**actor-critic** - Refers to a class of agent architectures,
where the actor plays out a particular policy, while the critic learns
to evaluate actor's policy. Both the actor and critic are
simultaneously improving by bootstrapping on each other.

**agent** - A system that is embedded in an environment, and
takes * actions * to change the state of the environment.
Examples include mobile robots, software agents, or industrial
controllers.

**average-reward methods** - A framework where the agent's goal
is to maximize the expected payoff per step. Average-reward methods
are appropriate in problems where the goal is maximize the long-term
performance. They are usually much more difficult to analyze than
discounted algorithms.

**discount factor** - A scalar value between 0 and 1 which
determines the present value of future rewards. If the discount
factor is 0, the agent is concerned with maximizing immediate rewards.
As the discount factor approaches 1, the agent takes more future
rewards into account. Algorithms which discount future rewards include
Q-learning and TD(lambda).

**dynamic programming (DP) ** is a class of solution methods for
solving sequential decision problems with a compositional cost
structure. Richard Bellman was one of the principal founders of this
approach.

**environment** - The external system that an agent is
"embedded" in, and can perceive and act on.

**function approximator** refers to the problem of inducing a
function from training examples. Standard approximators include
decision trees, neural networks, and nearest-neighbor methods.

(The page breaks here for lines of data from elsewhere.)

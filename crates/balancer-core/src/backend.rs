//! Backend-side TCP framing: a 2-byte header followed by a type-dependent
//! body (PORT: 2 bytes, STATUS: 8 bytes).
//!
//! Two-phase receive, same shape as the client-facing request/reply engine
//! in [`crate::client`]: partial header bytes are buffered until complete,
//! then partial body bytes are buffered (tagged with the header's type)
//! until the body completes, at which point the caller applies the decoded
//! message to the pool.

use std::io::{self, Read};

use tracing::debug;

use crate::wire::{BACKEND_HEADER_LEN, backend_body_len, decode_backend_header};

enum RxState {
    Header { buf: [u8; BACKEND_HEADER_LEN], have: usize },
    Body { msg_type: u16, buf: Vec<u8>, have: usize },
}

/// A fully decoded backend message, ready to be applied to the pool.
pub enum BackendMessage {
    Port(u16),
    Status(i64),
}

pub enum ReadOutcome {
    MessageReady(BackendMessage),
    WouldBlock,
    /// Header named a type this balancer doesn't understand; the
    /// connection must be closed.
    UnknownType(u16),
    Disconnected,
}

/// A single accepted backend connection.
pub struct BackendConn {
    stream: mio::net::TcpStream,
    rx_state: RxState,
    /// Slot this backend occupies in its worker's pool slice, once its
    /// first PORT message has been processed. `None` before that.
    pub slot: Option<crate::pool::Slot>,
    pub peer_ip: [u8; 4],
}

impl BackendConn {
    pub fn new(stream: mio::net::TcpStream, peer_ip: [u8; 4]) -> Self {
        Self {
            stream,
            rx_state: RxState::Header { buf: [0; BACKEND_HEADER_LEN], have: 0 },
            slot: None,
            peer_ip,
        }
    }

    /// Read and decode a single message if a complete one is available.
    pub fn read_message(&mut self) -> ReadOutcome {
        loop {
            match &mut self.rx_state {
                RxState::Header { buf, have } => {
                    while *have < BACKEND_HEADER_LEN {
                        match self.stream.read(&mut buf[*have..]) {
                            Ok(0) => return ReadOutcome::Disconnected,
                            Ok(n) => *have += n,
                            Err(e) if e.kind() == io::ErrorKind::WouldBlock => {
                                return ReadOutcome::WouldBlock;
                            }
                            Err(err) => {
                                debug!(?err, "backend tcp: read header");
                                return ReadOutcome::Disconnected;
                            }
                        }
                    }

                    let msg_type = decode_backend_header(buf);
                    let Some(body_len) = backend_body_len(msg_type) else {
                        return ReadOutcome::UnknownType(msg_type);
                    };
                    self.rx_state = RxState::Body { msg_type, buf: vec![0; body_len], have: 0 };
                }

                RxState::Body { msg_type, buf, have } => {
                    while *have < buf.len() {
                        match self.stream.read(&mut buf[*have..]) {
                            Ok(0) => return ReadOutcome::Disconnected,
                            Ok(n) => *have += n,
                            Err(e) if e.kind() == io::ErrorKind::WouldBlock => {
                                return ReadOutcome::WouldBlock;
                            }
                            Err(err) => {
                                debug!(?err, "backend tcp: read body");
                                return ReadOutcome::Disconnected;
                            }
                        }
                    }

                    let message = decode_body(*msg_type, buf);
                    self.rx_state = RxState::Header { buf: [0; BACKEND_HEADER_LEN], have: 0 };
                    return ReadOutcome::MessageReady(message);
                }
            }
        }
    }

    pub fn close(&mut self, registry: &mio::Registry) {
        let _ = registry.deregister(&mut self.stream);
        let _ = self.stream.shutdown(std::net::Shutdown::Both);
    }
}

fn decode_body(msg_type: u16, buf: &[u8]) -> BackendMessage {
    use crate::wire::{MSG_PORT, MSG_STATUS, decode_port_body, decode_status_body};
    match msg_type {
        MSG_PORT => BackendMessage::Port(decode_port_body(buf)),
        MSG_STATUS => BackendMessage::Status(decode_status_body(buf)),
        // `backend_body_len` already rejected anything else before a `Body`
        // state could be constructed.
        _ => unreachable!("unknown backend message type {msg_type} reached decode_body"),
    }
}

#[cfg(test)]
mod tests {
    use std::{io::Write, net::TcpListener, thread, time::Duration};

    use super::*;
    use crate::wire::MSG_STATUS;

    /// A loopback pair: a plain blocking writer the test drives by hand, and
    /// the non-blocking `BackendConn` side under test.
    fn backend_pair() -> (std::net::TcpStream, BackendConn) {
        let listener = TcpListener::bind("127.0.0.1:0").unwrap();
        let addr = listener.local_addr().unwrap();
        let writer = std::net::TcpStream::connect(addr).unwrap();
        let (accepted, _) = listener.accept().unwrap();
        accepted.set_nonblocking(true).unwrap();
        (writer, BackendConn::new(mio::net::TcpStream::from_std(accepted), [127, 0, 0, 1]))
    }

    /// Write a STATUS header in full, then its 8-byte body in the given
    /// split sizes, ticking `read_message` between every write. The final
    /// decoded count must match regardless of how the body was chunked.
    fn assert_status_survives_split(splits: &[usize], count: i64) {
        assert_eq!(splits.iter().sum::<usize>(), 8);
        let (mut writer, mut conn) = backend_pair();

        writer.write_all(&MSG_STATUS.to_le_bytes()).unwrap();
        thread::sleep(Duration::from_millis(20));
        assert!(matches!(conn.read_message(), ReadOutcome::WouldBlock));

        let body = count.to_le_bytes();
        let mut offset = 0;
        for &len in &splits[..splits.len() - 1] {
            writer.write_all(&body[offset..offset + len]).unwrap();
            offset += len;
            thread::sleep(Duration::from_millis(20));
            assert!(matches!(conn.read_message(), ReadOutcome::WouldBlock));
        }
        writer.write_all(&body[offset..]).unwrap();
        thread::sleep(Duration::from_millis(20));

        match conn.read_message() {
            ReadOutcome::MessageReady(BackendMessage::Status(n)) => assert_eq!(n, count),
            _ => panic!("expected a complete STATUS message"),
        }
    }

    #[test]
    fn status_body_split_1_7() {
        assert_status_survives_split(&[1, 7], 42);
    }

    #[test]
    fn status_body_split_7_1() {
        assert_status_survives_split(&[7, 1], 42);
    }

    #[test]
    fn status_body_split_4_4() {
        assert_status_survives_split(&[4, 4], 42);
    }
}
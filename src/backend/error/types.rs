/**
 * Backend Error Types
 *
 * This module defines the single error type returned by every HTTP handler
 * and middleware in the backend.
 *
 * # Error Categories
 *
 * ## Client errors
 *
 * Carry a localized message that is safe to show to the SPA:
 * - `BadRequest` (400) - malformed or invalid input
 * - `Authorization` (401) - missing/invalid credentials or token
 * - `Forbidden` (403) - authenticated but not permitted
 * - `NotFound` (404) - resource or route absent
 * - `Conflict` (409) - uniqueness violation
 *
 * ## Internal errors
 *
 * Wrap library failures (database, bcrypt, JWT encoding, blocking task
 * join). They all map to 500 and the client only sees the generic message.
 */

use axum::http::StatusCode;
use thiserror::Error;

use crate::shared::messages;
use crate::shared::SharedError;

/// Backend-specific error types
///
/// # Usage
///
/// ```rust
/// use bitfilms::backend::error::BackendError;
/// use axum::http::StatusCode;
///
/// let err = BackendError::forbidden("not yours");
/// assert_eq!(err.status_code(), StatusCode::FORBIDDEN);
/// ```
#[derive(Debug, Error)]
pub enum BackendError {
    /// Malformed or invalid input
    #[error("Bad request: {message}")]
    BadRequest { message: String },

    /// Missing or invalid credentials or session token
    #[error("Authorization error: {message}")]
    Authorization { message: String },

    /// Caller is authenticated but may not act on the resource
    #[error("Forbidden: {message}")]
    Forbidden { message: String },

    /// Resource or route does not exist
    #[error("Not found: {message}")]
    NotFound { message: String },

    /// Storage rejected a duplicate of a unique field
    #[error("Conflict: {message}")]
    Conflict { message: String },

    /// Validation or identifier error from the shared module
    #[error(transparent)]
    SharedError(#[from] SharedError),

    /// Database failure
    #[error("Database error: {0}")]
    Database(#[from] sqlx::Error),

    /// bcrypt failure (hashing, or an unparseable stored hash)
    #[error("Password hashing error: {0}")]
    PasswordHash(#[from] bcrypt::BcryptError),

    /// JWT encoding failure
    #[error("Token error: {0}")]
    Token(#[from] jsonwebtoken::errors::Error),

    /// A blocking task panicked or was cancelled
    #[error("Task join error: {0}")]
    TaskJoin(#[from] tokio::task::JoinError),
}

impl BackendError {
    pub fn bad_request(message: impl Into<String>) -> Self {
        Self::BadRequest {
            message: message.into(),
        }
    }

    pub fn authorization(message: impl Into<String>) -> Self {
        Self::Authorization {
            message: message.into(),
        }
    }

    pub fn forbidden(message: impl Into<String>) -> Self {
        Self::Forbidden {
            message: message.into(),
        }
    }

    pub fn not_found(message: impl Into<String>) -> Self {
        Self::NotFound {
            message: message.into(),
        }
    }

    pub fn conflict(message: impl Into<String>) -> Self {
        Self::Conflict {
            message: message.into(),
        }
    }

    /// Get the HTTP status code for this error
    pub fn status_code(&self) -> StatusCode {
        match self {
            Self::BadRequest { .. } => StatusCode::BAD_REQUEST,
            Self::Authorization { .. } => StatusCode::UNAUTHORIZED,
            Self::Forbidden { .. } => StatusCode::FORBIDDEN,
            Self::NotFound { .. } => StatusCode::NOT_FOUND,
            Self::Conflict { .. } => StatusCode::CONFLICT,
            Self::SharedError(_) => StatusCode::BAD_REQUEST,
            Self::Database(_)
            | Self::PasswordHash(_)
            | Self::Token(_)
            | Self::TaskJoin(_) => StatusCode::INTERNAL_SERVER_ERROR,
        }
    }

    /// Whether this error hides an internal failure
    pub fn is_internal(&self) -> bool {
        self.status_code().is_server_error()
    }

    /// Get the message shown to the client
    ///
    /// Internal errors always yield the generic server error text.
    pub fn message(&self) -> String {
        match self {
            Self::BadRequest { message }
            | Self::Authorization { message }
            | Self::Forbidden { message }
            | Self::NotFound { message }
            | Self::Conflict { message } => message.clone(),
            Self::SharedError(err) => err.client_message(),
            Self::Database(_) | Self::PasswordHash(_) | Self::Token(_) | Self::TaskJoin(_) => {
                messages::SERVER_ERROR.to_string()
            }
        }
    }
}

/// Whether a database error is a unique-constraint violation
pub fn is_unique_violation(err: &sqlx::Error) -> bool {
    matches!(err, sqlx::Error::Database(db) if db.is_unique_violation())
}

/// Whether a database error is a foreign-key violation
pub fn is_foreign_key_violation(err: &sqlx::Error) -> bool {
    matches!(err, sqlx::Error::Database(db) if db.is_foreign_key_violation())
}
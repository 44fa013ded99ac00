//! Integration tests
//!
//! Drive the full router (routes, middleware, layers and an in-memory
//! database) through `tower::ServiceExt::oneshot`.

#[path = "../common/mod.rs"]
mod common;

mod api;
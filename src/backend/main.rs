/**
 * bitfilms Server Entry Point
 *
 * Loads configuration from the environment (and `.env`), initializes
 * tracing and serves the API.
 */

use bitfilms::backend::server::create_app;
use bitfilms::shared::AppConfig;

#[tokio::main]
async fn main() -> Result<(), Box<dyn std::error::Error>> {
    // Load environment variables from .env file if present
    dotenv::dotenv().ok();

    let env_filter = std::env::var("RUST_LOG").unwrap_or_else(|_| "info".to_string());

    tracing_subscriber::fmt()
        .with_env_filter(tracing_subscriber::EnvFilter::new(&env_filter))
        .init();

    let config = AppConfig::from_env()?;
    let port = config.port;

    let app = create_app(config).await?;

    let addr = std::net::SocketAddr::from(([0, 0, 0, 0], port));
    tracing::info!("Starting server on {}", addr);

    let listener = tokio::net::TcpListener::bind(addr).await?;
    axum::serve(listener, app).await?;

    Ok(())
}
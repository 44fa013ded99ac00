//! Resource ownership guard
//!
//! Mutations on owned records go through `check_owner`: a missing record is
//! reported before a foreign one, so callers never learn whether someone
//! else's id exists unless it does.

use crate::backend::error::BackendError;
use crate::backend::movies::models::Movie;
use crate::shared::messages;
use crate::shared::ObjectId;

/// A record with a fixed owner
pub trait Owned {
    fn owner(&self) -> &ObjectId;
}

impl Owned for Movie {
    fn owner(&self) -> &ObjectId {
        &self.owner
    }
}

/// Return the record if `actor` owns it
///
/// * `None` → 404
/// * owned by someone else → 403
pub fn check_owner<R: Owned>(record: Option<R>, actor: &ObjectId) -> Result<R, BackendError> {
    let record = record.ok_or_else(|| BackendError::not_found(messages::MOVIE_NOT_FOUND))?;

    if record.owner() != actor {
        tracing::warn!("User {} attempted to modify a record owned by {}", actor, record.owner());
        return Err(BackendError::forbidden(messages::MOVIE_FORBIDDEN));
    }

    Ok(record)
}
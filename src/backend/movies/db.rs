/**
 * Movie Database Operations
 *
 * Movie persistence. `owner` is a foreign key into `users`, so inserting a
 * movie for a user that does not exist fails with a foreign-key violation.
 */

use sqlx::SqlitePool;

use crate::backend::movies::models::Movie;
use crate::backend::movies::types::CreateMovieRequest;
use crate::shared::ObjectId;

const MOVIE_COLUMNS: &str = "id, country, director, duration, year, description, image, \
     trailer_link, thumbnail, name_ru, name_en, movie_id, owner";

/// Insert a movie owned by `owner`
pub async fn create_movie(
    pool: &SqlitePool,
    movie: &CreateMovieRequest,
    owner: &ObjectId,
) -> Result<Movie, sqlx::Error> {
    let id = ObjectId::generate();

    let query = format!(
        r#"
        INSERT INTO movies (
            id, country, director, duration, year, description, image,
            trailer_link, thumbnail, name_ru, name_en, movie_id, owner
        )
        VALUES (?, ?, ?, ?, ?, ?, ?, ?, ?, ?, ?, ?, ?)
        RETURNING {MOVIE_COLUMNS}
        "#
    );

    let movie = sqlx::query_as::<_, Movie>(&query)
        .bind(&id)
        .bind(&movie.country)
        .bind(&movie.director)
        .bind(movie.duration)
        .bind(&movie.year)
        .bind(&movie.description)
        .bind(&movie.image)
        .bind(&movie.trailer_link)
        .bind(&movie.thumbnail)
        .bind(&movie.name_ru)
        .bind(&movie.name_en)
        .bind(movie.movie_id)
        .bind(owner)
        .fetch_one(pool)
        .await?;

    Ok(movie)
}

/// All movies in insertion order
pub async fn list_movies(pool: &SqlitePool) -> Result<Vec<Movie>, sqlx::Error> {
    let query = format!("SELECT {MOVIE_COLUMNS} FROM movies ORDER BY rowid");

    sqlx::query_as::<_, Movie>(&query).fetch_all(pool).await
}

/// Get movie by ID
pub async fn get_movie_by_id(pool: &SqlitePool, id: &ObjectId) -> Result<Option<Movie>, sqlx::Error> {
    let query = format!("SELECT {MOVIE_COLUMNS} FROM movies WHERE id = ?");

    sqlx::query_as::<_, Movie>(&query)
        .bind(id)
        .fetch_optional(pool)
        .await
}

/// Delete a movie if it is still owned by `owner`
///
/// # Returns
/// The deleted row, or `None` if no matching row remained (already deleted
/// by a concurrent request)
pub async fn delete_owned_movie(
    pool: &SqlitePool,
    id: &ObjectId,
    owner: &ObjectId,
) -> Result<Option<Movie>, sqlx::Error> {
    let query = format!("DELETE FROM movies WHERE id = ? AND owner = ? RETURNING {MOVIE_COLUMNS}");

    sqlx::query_as::<_, Movie>(&query)
        .bind(id)
        .bind(owner)
        .fetch_optional(pool)
        .await
}
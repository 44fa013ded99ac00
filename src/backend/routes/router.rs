/**
 * Router Configuration
 *
 * Combines the public and protected routes into the application router and
 * adds the cross-cutting layers.
 *
 * # Layers (outermost first)
 *
 * 1. Request tracing
 * 2. CORS for the configured SPA origins, with credentials
 * 3. Panic catcher returning the generic 500 body
 *
 * # Fallback
 *
 * Unmatched paths, and known paths hit with an unsupported method, return
 * 404 `{ "message": ... }` without requiring a session.
 */

use axum::{
    http::{
        header::{AUTHORIZATION, CONTENT_TYPE},
        HeaderValue, Method,
    },
    Router,
};
use tower_http::{
    catch_panic::CatchPanicLayer,
    cors::{AllowOrigin, CorsLayer},
    trace::TraceLayer,
};

use crate::backend::error::{handle_panic, not_found_fallback};
use crate::backend::routes::api_routes::protected_routes;
use crate::backend::routes::auth_routes::configure_auth_routes;
use crate::backend::server::state::AppState;

/// Build the CORS layer for the configured origins
///
/// The `*` wildcard and origins that are not valid header values are
/// skipped with a warning.
pub fn cors_layer(origins: &[String]) -> CorsLayer {
    let origins: Vec<HeaderValue> = origins
        .iter()
        .filter(|origin| {
            if origin.as_str() == "*" {
                tracing::warn!("Ignoring wildcard CORS origin; credentials require explicit origins");
                return false;
            }
            true
        })
        .filter_map(|origin| match HeaderValue::from_str(origin) {
            Ok(value) => Some(value),
            Err(_) => {
                tracing::warn!("Ignoring invalid CORS origin: {}", origin);
                None
            }
        })
        .collect();

    CorsLayer::new()
        .allow_origin(AllowOrigin::list(origins))
        .allow_credentials(true)
        .allow_methods([Method::GET, Method::POST, Method::PATCH, Method::DELETE])
        .allow_headers([CONTENT_TYPE, AUTHORIZATION])
}

/// Create the Axum router with all routes configured
pub fn create_router(app_state: AppState) -> Router<()> {
    let router = configure_auth_routes(Router::new())
        .merge(protected_routes(app_state.clone()))
        .method_not_allowed_fallback(not_found_fallback)
        .fallback(not_found_fallback);

    router
        .layer(CatchPanicLayer::custom(handle_panic))
        .layer(cors_layer(&app_state.config.cors_origins))
        .layer(TraceLayer::new_for_http())
        .with_state(app_state)
}
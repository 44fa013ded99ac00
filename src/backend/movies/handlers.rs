/**
 * Movie Handlers
 *
 * `GET /movies`, `POST /movies` and `DELETE /movies/{movie_id}`. All three
 * run behind the auth middleware.
 */

use axum::{
    extract::{Path, State},
    response::Json,
};
use sqlx::SqlitePool;

use crate::backend::error::{is_foreign_key_violation, BackendError};
use crate::backend::extract::ValidatedJson;
use crate::backend::middleware::AuthUser;
use crate::backend::movies::db::{create_movie, delete_owned_movie, get_movie_by_id, list_movies};
use crate::backend::movies::models::Movie;
use crate::backend::movies::ownership::check_owner;
use crate::backend::movies::types::CreateMovieRequest;
use crate::shared::messages;
use crate::shared::ObjectId;

/// List all saved movies
pub async fn get_movies(
    State(pool): State<SqlitePool>,
    AuthUser(_auth): AuthUser,
) -> Result<Json<Vec<Movie>>, BackendError> {
    let movies = list_movies(&pool).await?;
    Ok(Json(movies))
}

/// Save a movie for the caller
///
/// # Errors
///
/// * `400 Bad Request` - Missing or invalid fields
/// * `404 Not Found` - The caller's user record no longer exists
pub async fn add_movie(
    State(pool): State<SqlitePool>,
    AuthUser(auth): AuthUser,
    ValidatedJson(request): ValidatedJson<CreateMovieRequest>,
) -> Result<Json<Movie>, BackendError> {
    let movie = create_movie(&pool, &request, &auth.user_id)
        .await
        .map_err(|e| {
            if is_foreign_key_violation(&e) {
                tracing::warn!("Movie insert for vanished user: {}", auth.user_id);
                BackendError::not_found(messages::USER_NOT_FOUND)
            } else {
                e.into()
            }
        })?;

    tracing::info!("Movie {} saved by {}", movie.id, movie.owner);

    Ok(Json(movie))
}

/// Delete one of the caller's movies
///
/// # Errors
///
/// * `400 Bad Request` - `movie_id` is not a 24-character hex id
/// * `403 Forbidden` - The movie belongs to another user
/// * `404 Not Found` - No such movie, including one deleted concurrently
pub async fn remove_movie(
    State(pool): State<SqlitePool>,
    AuthUser(auth): AuthUser,
    Path(movie_id): Path<String>,
) -> Result<Json<Movie>, BackendError> {
    let movie_id = ObjectId::parse(&movie_id)
        .map_err(|_| BackendError::bad_request(messages::MOVIE_DELETE_INVALID))?;

    let movie = check_owner(get_movie_by_id(&pool, &movie_id).await?, &auth.user_id)?;

    let deleted = delete_owned_movie(&pool, &movie.id, &auth.user_id)
        .await?
        .ok_or_else(|| BackendError::not_found(messages::MOVIE_NOT_FOUND))?;

    tracing::info!("Movie {} deleted by {}", deleted.id, auth.user_id);

    Ok(Json(deleted))
}
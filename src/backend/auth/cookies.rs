/**
 * Session Cookie
 *
 * Builds the cookie that carries the session token. Attributes depend on the
 * environment:
 *
 * - always: `Path=/`, `HttpOnly`, `SameSite=None`, `Max-Age` of seven days
 * - production: additionally `Domain=<cookie_domain>` and `Secure`
 *
 * Signing out reissues the same cookie with an empty value and `Max-Age=0`.
 * The token itself stays valid until it expires.
 */

use axum_extra::extract::cookie::{Cookie, SameSite};
use time::Duration;

use crate::backend::auth::sessions::TOKEN_TTL_DAYS;
use crate::shared::config::{AppConfig, Environment};

/// Name of the cookie holding the session token
pub const SESSION_COOKIE: &str = "jwt";

/// Cookie attributes derived from configuration
#[derive(Debug, Clone)]
pub struct CookieSettings {
    environment: Environment,
    domain: String,
}

impl CookieSettings {
    pub fn new(environment: Environment, domain: impl Into<String>) -> Self {
        Self {
            environment,
            domain: domain.into(),
        }
    }

    pub fn from_config(config: &AppConfig) -> Self {
        Self::new(config.environment, config.cookie_domain.clone())
    }

    /// Cookie delivering a freshly issued token
    pub fn session(&self, token: String) -> Cookie<'static> {
        self.build(token, Duration::days(TOKEN_TTL_DAYS))
    }

    /// Cookie that makes the browser drop the session
    pub fn cleared(&self) -> Cookie<'static> {
        self.build(String::new(), Duration::ZERO)
    }

    fn build(&self, value: String, max_age: Duration) -> Cookie<'static> {
        let mut builder = Cookie::build((SESSION_COOKIE, value))
            .path("/")
            .http_only(true)
            .same_site(SameSite::None)
            .max_age(max_age);

        if self.environment.is_production() {
            builder = builder.domain(self.domain.clone()).secure(true);
        }

        builder.build()
    }
}
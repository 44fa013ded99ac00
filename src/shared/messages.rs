//! Localized client-facing messages
//!
//! Every message the API returns in an error or status body lives here so the
//! wording stays consistent between handlers.

pub const SERVER_ERROR: &str = "На сервере произошла ошибка.";
pub const PAGE_NOT_FOUND: &str = "Страница не найдена";
pub const AUTH_REQUIRED: &str = "Необходима авторизация";
pub const WRONG_CREDENTIALS: &str = "Неправильные почта или пароль";
pub const SIGNED_OUT: &str = "Успешно";
pub const MALFORMED_BODY: &str = "Переданы некорректные данные";

pub const USER_NOT_FOUND: &str = "Пользователь с указанным _id не найден.";
pub const USER_CREATE_INVALID: &str = "Переданы некорректные данные при создании профиля.";
pub const USER_UPDATE_INVALID: &str = "Переданы некорректные данные при обновлении профиля.";
pub const USER_EMAIL_TAKEN: &str = "Пользователь с таким email существует";

pub const MOVIE_NOT_FOUND: &str = "Передан несуществующий _id карточки.";
pub const MOVIE_FORBIDDEN: &str = "Карточку создал другой пользователь.";
pub const MOVIE_DELETE_INVALID: &str = "Переданы некорректные данные для удаления карточки.";
pub const MOVIE_CREATE_INVALID: &str = "Переданы некорректные данные при создании карточки.";

pub const INVALID_EMAIL: &str = "Некорректный email";
pub const INVALID_URL: &str = "Некорректная ссылка";
pub const INVALID_NAME: &str = "Имя должно содержать от 2 до 30 символов";
pub const EMPTY_FIELD: &str = "Поле не может быть пустым";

**Markov decision process (MDP)** - A probabilistic model of a
sequential decision problem, where states can be perceived exactly,
and the current state and action selected determine a probability
distribution on future states. Essentially, the outcome of applying an
action to a state depends only on the current action and state (and
not on preceding actions or states).

**model-based algorithms** - These compute value functions using
a model of the system dynamics. Adaptive Real-time DP (ARTDP) is a
well-known example of a model-based algorithm.

**model-free algorithms** - these directly learn a value
function without requiring knowledge of the consequences of doing
actions. Q-learning is the best known example of a model-free
algorithm.

**model** - The agent's view of the environment, which maps
state-action pairs to probability distributions over states. Note that
not every reinforcement learning agent uses a model of its environment.

**Monte Carlo methods** - A class of methods for learning of
value functions, which estimates the value of a state by running many
trials starting at that state, then averages the total rewards
received on those trials.

**policy** - The decision-making function (control strategy) of the
agent, which represents a mapping from situations to actions.

**reward** - A scalar value which represents the degree to which
a state or action is desirable. Reward functions can be used to
specify a wide range of planning goals (e.g. by penalizing every
non-goal state, an agent can be guided towards learning the fastest
route to the final state).

**sensor** - Agents perceive the state of their environment
using sensors, which can refer to physical transducers, such as
ultrasound, or simulated feature-detectors.

**state** - this can be viewed as a summary of the past history
of the system, that determines its future evolution.

**stochastic approximation** - Most RL algorithms can be viewed
as stochastic approximations of exact DP algorithms, where instead of
complete sweeps over the state space, only selected states are backed
up (which are sampled according to the underlying probabilistic
model). A rich theory of stochastic approximation (e.g Robbins Munro)
can be brought to bear to understand the theoretical convergence of RL
methods.

**TD (temporal difference) algorithms** - A class of learning
methods, based on the idea of comparing temporally successive
predictions. Possibly the single most fundamental idea in all of
reinforcement learning.

**unsupervised learning** - The area of machine learning in
which an agent learns from interaction with its environment, rather
than from a knowledgeable teacher that specifies the action the agent
should take in any given state.

**value function** is a mapping from states to real numbers,
where the value of a state represents the long-term reward achieved
starting from that state, and executing a particular policy. The key
distinguishing feature of RL methods is that they learn policies
indirectly, by instead learning value functions. RL methods can be
constrasted with direct optimization methods, such as genetic
algorithms (GA), which attempt to search the policy space directly.